The U.S. Department of Agriculture recommends Americans consume 3 cups of leafy greens weekly or about ½ cup each day. Leafy greens are packed with nutrients including Vitamins A, C and K; folate, calcium and iron while also providing a good source of fiber.
Healthy green vegetables:
- Arugula: Packing a punch of peppery flavor, arugula has long, spiked leaves and is a great source of calcium and magnesium.
- Bok Choy: This mild, cabbage-flavored leaf is a good source of vitamins A and C. It’s great in salads and is often found in stir-fries.
- Broccoli: There’s more to this bunch that just the florets, the crunchy stalks and lettuce like leaves are delicious too and together provide the body with vitamins A, C, K, folate and fiber. (Food Guide: Broccoli)

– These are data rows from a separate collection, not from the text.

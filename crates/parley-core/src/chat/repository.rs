//! ChatRepository trait definition.
//!
//! The session store port. Sessions are persisted whole: every save
//! replaces the stored header, active window and archive together.

use parley_types::error::RepositoryError;
use uuid::Uuid;

use super::session::ChatSession;

/// Repository trait for chat session persistence.
///
/// Implementations live in parley-infra (e.g., `SqliteChatRepository`).
/// Uses native async fn in traits (RPITIT, Rust 2024 edition).
pub trait ChatRepository: Send + Sync {
    /// Insert a brand-new session with its initial messages.
    fn create_session(
        &self,
        session: &ChatSession,
    ) -> impl std::future::Future<Output = Result<(), RepositoryError>> + Send;

    /// Load a session by id.
    ///
    /// Returns [`RepositoryError::NotFound`] when no session has that id.
    /// Each call builds a fresh aggregate.
    fn find_session(
        &self,
        session_id: &Uuid,
    ) -> impl std::future::Future<Output = Result<ChatSession, RepositoryError>> + Send;

    /// Replace the stored session with `session`, all or nothing.
    fn save_session(
        &self,
        session: &ChatSession,
    ) -> impl std::future::Future<Output = Result<(), RepositoryError>> + Send;
}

- Collard Greens: Mild in flavor and a staple in Southern cooking, these large leaves are often boiled or found in soups.
- Kale: An increasing popular green, kale’s slightly bitter flavor has not deterred its inclusion in everything from soup to smoothies.
- Spinach: The second most popular green in the US, spinach is very mild in flavor and can easily be added to any dish for a boost in vitamins A and K, folate, iron and calcium. (Food Guide: Spinach)
Getting More Greens in Your Family’s Diet
Smoothies: Smoothies are an excellent way to increase the consumption of fresh fruits and vegetables, including leafy greens. Try adding ½ cup of spinach or kale to this basic smoothie recipe.
Blending tip: Blend the juice and greens first before adding the other ingredients for a smoother texture.